Every entry must be printed again exactly, with nothing left out.

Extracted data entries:
____
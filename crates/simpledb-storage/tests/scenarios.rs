//! End-to-end scenarios against the public `Database` surface.

use simpledb_storage::{CommandOk, ConstraintError, Database, Error, ExecResult, ExecutionError, QueryResult};

fn open() -> (tempfile::TempDir, Database) {
    let dir = tempfile::tempdir().unwrap();
    let db = Database::open(dir.path()).unwrap();
    (dir, db)
}

fn as_query(result: ExecResult) -> QueryResult {
    match result {
        ExecResult::Query(q) => q,
        ExecResult::Command(_) => panic!("expected a query result"),
    }
}

fn as_command(result: ExecResult) -> CommandOk {
    match result {
        ExecResult::Command(c) => c,
        ExecResult::Query(_) => panic!("expected a command result"),
    }
}

#[test]
fn create_insert_select_star() {
    let (_dir, db) = open();
    db.execute("CREATE TABLE users (id INTEGER PRIMARY KEY, email VARCHAR(255))").unwrap();
    db.execute("INSERT INTO users (id, email) VALUES (1, 'a@b.com')").unwrap();
    db.execute("INSERT INTO users (id, email) VALUES (2, 'c@d.com')").unwrap();

    let res = as_query(db.execute("SELECT * FROM users").unwrap());
    assert_eq!(res.columns, vec!["id", "email"]);
    assert_eq!(res.rows.len(), 2);
}

#[test]
fn filtered_select_with_and() {
    let (_dir, db) = open();
    db.execute("CREATE TABLE t (a INTEGER, b BOOLEAN, name VARCHAR(10))").unwrap();
    db.execute("INSERT INTO t (a, b, name) VALUES (1, true, 'x')").unwrap();
    db.execute("INSERT INTO t (a, b, name) VALUES (1, false, 'y')").unwrap();
    db.execute("INSERT INTO t (a, b, name) VALUES (2, true, 'z')").unwrap();

    let res = as_query(db.execute("SELECT name FROM t WHERE a = 1 AND b = true").unwrap());
    assert_eq!(res.columns, vec!["name"]);
    assert_eq!(res.rows, vec![vec![simpledb_core::Value::Text("x".into())]]);
}

#[test]
fn pk_duplicate_rejected_and_state_unchanged() {
    let (_dir, db) = open();
    db.execute("CREATE TABLE users (id INTEGER PRIMARY KEY, email VARCHAR(255))").unwrap();
    db.execute("INSERT INTO users (id, email) VALUES (1, 'a@b.com')").unwrap();
    db.execute("INSERT INTO users (id, email) VALUES (2, 'c@d.com')").unwrap();

    let err = db.execute("INSERT INTO users (id, email) VALUES (1, 'dup@x')").unwrap_err();
    assert!(matches!(err, Error::Constraint(ConstraintError::DuplicatePrimaryKey { .. })));

    let res = as_query(db.execute("SELECT * FROM users").unwrap());
    assert_eq!(res.rows.len(), 2);
}

#[test]
fn update_replaces_logically_and_changes_rid() {
    let (_dir, db) = open();
    db.execute("CREATE TABLE users (id INTEGER PRIMARY KEY, email VARCHAR(255))").unwrap();
    db.execute("INSERT INTO users (id, email) VALUES (1, 'a@b.com')").unwrap();

    let before = as_query(db.execute("SELECT * FROM users").unwrap());

    let cmd = as_command(db.execute("UPDATE users SET email = 'new@x' WHERE id = 1").unwrap());
    assert_eq!(cmd.rows_affected, 1);

    let after_res = as_query(db.execute("SELECT email FROM users WHERE id = 1").unwrap());
    assert_eq!(after_res.rows, vec![vec![simpledb_core::Value::Text("new@x".into())]]);

    let after = as_query(db.execute("SELECT * FROM users").unwrap());
    assert_ne!(before.rows, after.rows);
}

#[test]
fn delete_then_reinsert_pk_succeeds_after_deletion() {
    let (_dir, db) = open();
    db.execute("CREATE TABLE users (id INTEGER PRIMARY KEY, email VARCHAR(255))").unwrap();
    db.execute("INSERT INTO users (id, email) VALUES (1, 'a@b.com')").unwrap();

    let cmd = as_command(db.execute("DELETE FROM users WHERE id = 1").unwrap());
    assert_eq!(cmd.rows_affected, 1);

    db.execute("INSERT INTO users (id, email) VALUES (1, 'back@x')").unwrap();

    let res = as_query(db.execute("SELECT * FROM users").unwrap());
    assert_eq!(res.rows.len(), 1);
}

#[test]
fn unknown_column_in_select_is_an_execution_error() {
    let (_dir, db) = open();
    db.execute("CREATE TABLE users (id INTEGER PRIMARY KEY, email VARCHAR(255))").unwrap();

    let err = db.execute("SELECT nope FROM users").unwrap_err();
    assert!(matches!(err, Error::Execution(ExecutionError::UnknownColumn { .. })));
}

#[test]
fn index_bookkeeping_survives_reopen() {
    let dir = tempfile::tempdir().unwrap();
    {
        let db = Database::open(dir.path()).unwrap();
        db.execute("CREATE TABLE users (id INTEGER PRIMARY KEY, email VARCHAR(255))").unwrap();
        db.execute("CREATE INDEX idx_email ON users(email)").unwrap();
    }

    let db = Database::open(dir.path()).unwrap();
    db.execute("INSERT INTO users (id, email) VALUES (1, 'a@b.com')").unwrap();
    let res = as_query(db.execute("SELECT * FROM users").unwrap());
    assert_eq!(res.rows.len(), 1);
}

#[test]
fn insert_delete_round_trip_leaves_no_trace() {
    let (_dir, db) = open();
    db.execute("CREATE TABLE t (id INTEGER PRIMARY KEY)").unwrap();
    db.execute("INSERT INTO t (id) VALUES (1)").unwrap();
    db.execute("DELETE FROM t WHERE id = 1").unwrap();

    let res = as_query(db.execute("SELECT * FROM t").unwrap());
    assert!(res.rows.is_empty());
}

#[test]
fn catalog_round_trips_across_reopen() {
    let dir = tempfile::tempdir().unwrap();
    {
        let db = Database::open(dir.path()).unwrap();
        db.execute(
            "CREATE TABLE t (id INTEGER PRIMARY KEY, name VARCHAR(20) UNIQUE NOT NULL)",
        )
        .unwrap();
    }

    let db = Database::open(dir.path()).unwrap();
    let err = db.execute("INSERT INTO t (id) VALUES (1)").unwrap_err();
    assert!(matches!(err, Error::Constraint(ConstraintError::NotNull { .. })));
}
____
RESULT OF THE TASK:
filename crates/simpledb-storage/tests/scenarios.rs
//! End-to-end scenarios against the public `Database` surface.

use simpledb_storage::{CommandOk, ConstraintError, Database, Error, ExecResult, ExecutionError, QueryResult};

fn open() -> (tempfile::TempDir, Database) {
    let dir = tempfile::tempdir().unwrap();
    let db = Database::open(dir.path()).unwrap();
    (dir, db)
}

fn as_query(result: ExecResult) -> QueryResult {
    match result {
        ExecResult::Query(q) => q,
        ExecResult::Command(_) => panic!("expected a query result"),
    }
}

fn as_command(result: ExecResult) -> CommandOk {
    match result {
        ExecResult::Command(c) => c,
        ExecResult::Query(_) => panic!("expected a command result"),
    }
}

#[test]
fn create_insert_select_star() {
    let (_dir, db) = open();
    db.execute("CREATE TABLE users (id INTEGER PRIMARY KEY, email VARCHAR(255))").unwrap();
    db.execute("INSERT INTO users (id, email) VALUES (1, 'a@b.com')").unwrap();
    db.execute("INSERT INTO users (id, email) VALUES (2, 'c@d.com')").unwrap();

    let res = as_query(db.execute("SELECT * FROM users").unwrap());
    assert_eq!(res.columns, vec!["id", "email"]);
    assert_eq!(res.rows.len(), 2);
}

#[test]
fn filtered_select_with_and() {
    let (_dir, db) = open();
    db.execute("CREATE TABLE t (a INTEGER, b BOOLEAN, name VARCHAR(10))").unwrap();
    db.execute("INSERT INTO t (a, b, name) VALUES (1, true, 'x')").unwrap();
    db.execute("INSERT INTO t (a, b, name) VALUES (1, false, 'y')").unwrap();
    db.execute("INSERT INTO t (a, b, name) VALUES (2, true, 'z')").unwrap();

    let res = as_query(db.execute("SELECT name FROM t WHERE a = 1 AND b = true").unwrap());
    assert_eq!(res.columns, vec!["name"]);
    assert_eq!(res.rows, vec![vec![simpledb_core::Value::Text("x".into())]]);
}

#[test]
fn pk_duplicate_rejected_and_state_unchanged() {
    let (_dir, db) = open();
    db.execute("CREATE TABLE users (id INTEGER PRIMARY KEY, email VARCHAR(255))").unwrap();
    db.execute("INSERT INTO users (id, email) VALUES (1, 'a@b.com')").unwrap();
    db.execute("INSERT INTO users (id, email) VALUES (2, 'c@d.com')").unwrap();

    let err = db.execute("INSERT INTO users (id, email) VALUES (1, 'dup@x')").unwrap_err();
    assert!(matches!(err, Error::Constraint(ConstraintError::DuplicatePrimaryKey { .. })));

    let res = as_query(db.execute("SELECT * FROM users").unwrap());
    assert_eq!(res.rows.len(), 2);
}

#[test]
fn update_replaces_logically_and_changes_rid() {
    let (_dir, db) = open();
    db.execute("CREATE TABLE users (id INTEGER PRIMARY KEY, email VARCHAR(255))").unwrap();
    db.execute("INSERT INTO users (id, email) VALUES (1, 'a@b.com')").unwrap();

    let before = as_query(db.execute("SELECT * FROM users").unwrap());

    let cmd = as_command(db.execute("UPDATE users SET email = 'new@x' WHERE id = 1").unwrap());
    assert_eq!(cmd.rows_affected, 1);

    let after_res = as_query(db.execute("SELECT email FROM users WHERE id = 1").unwrap());
    assert_eq!(after_res.rows, vec![vec![simpledb_core::Value::Text("new@x".into())]]);

    let after = as_query(db.execute("SELECT * FROM users").unwrap());
    assert_ne!(before.rows, after.rows);
}

#[test]
fn delete_then_reinsert_pk_succeeds_after_deletion() {
    let (_dir, db) = open();
    db.execute("CREATE TABLE users (id INTEGER PRIMARY KEY, email VARCHAR(255))").unwrap();
    db.execute("INSERT INTO users (id, email) VALUES (1, 'a@b.com')").unwrap();

    let cmd = as_command(db.execute("DELETE FROM users WHERE id = 1").unwrap());
    assert_eq!(cmd.rows_affected, 1);

    db.execute("INSERT INTO users (id, email) VALUES (1, 'back@x')").unwrap();

    let res = as_query(db.execute("SELECT * FROM users").unwrap());
    assert_eq!(res.rows.len(), 1);
}

#[test]
fn unknown_column_in_select_is_an_execution_error() {
    let (_dir, db) = open();
    db.execute("CREATE TABLE users (id INTEGER PRIMARY KEY, email VARCHAR(255))").unwrap();

    let err = db.execute("SELECT nope FROM users").unwrap_err();
    assert!(matches!(err, Error::Execution(ExecutionError::UnknownColumn { .. })));
}

#[test]
fn index_bookkeeping_survives_reopen() {
    let dir = tempfile::tempdir().unwrap();
    {
        let db = Database::open(dir.path()).unwrap();
        db.execute("CREATE TABLE users (id INTEGER PRIMARY KEY, email VARCHAR(255))").unwrap();
        db.execute("CREATE INDEX idx_email ON users(email)").unwrap();
    }

    let db = Database::open(dir.path()).unwrap();
    db.execute("INSERT INTO users (id, email) VALUES (1, 'a@b.com')").unwrap();
    let res = as_query(db.execute("SELECT * FROM users").unwrap());
    assert_eq!(res.rows.len(), 1);
}

#[test]
fn insert_delete_round_trip_leaves_no_trace() {
    let (_dir, db) = open();
    db.execute("CREATE TABLE t (id INTEGER PRIMARY KEY)").unwrap();
    db.execute("INSERT INTO t (id) VALUES (1)").unwrap();
    db.execute("DELETE FROM t WHERE id = 1").unwrap();

    let res = as_query(db.execute("SELECT * FROM t").unwrap());
    assert!(res.rows.is_empty());
}

#[test]
fn catalog_round_trips_across_reopen() {
    let dir = tempfile::tempdir().unwrap();
    {
        let db = Database::open(dir.path()).unwrap();
        db.execute(
            "CREATE TABLE t (id INTEGER PRIMARY KEY, name VARCHAR(20) UNIQUE NOT NULL)",
        )
        .unwrap();
    }

    let db = Database::open(dir.path()).unwrap();
    let err = db.execute("INSERT INTO t (id) VALUES (1)").unwrap_err();
    assert!(matches!(err, Error::Constraint(ConstraintError::NotNull { .. })));
}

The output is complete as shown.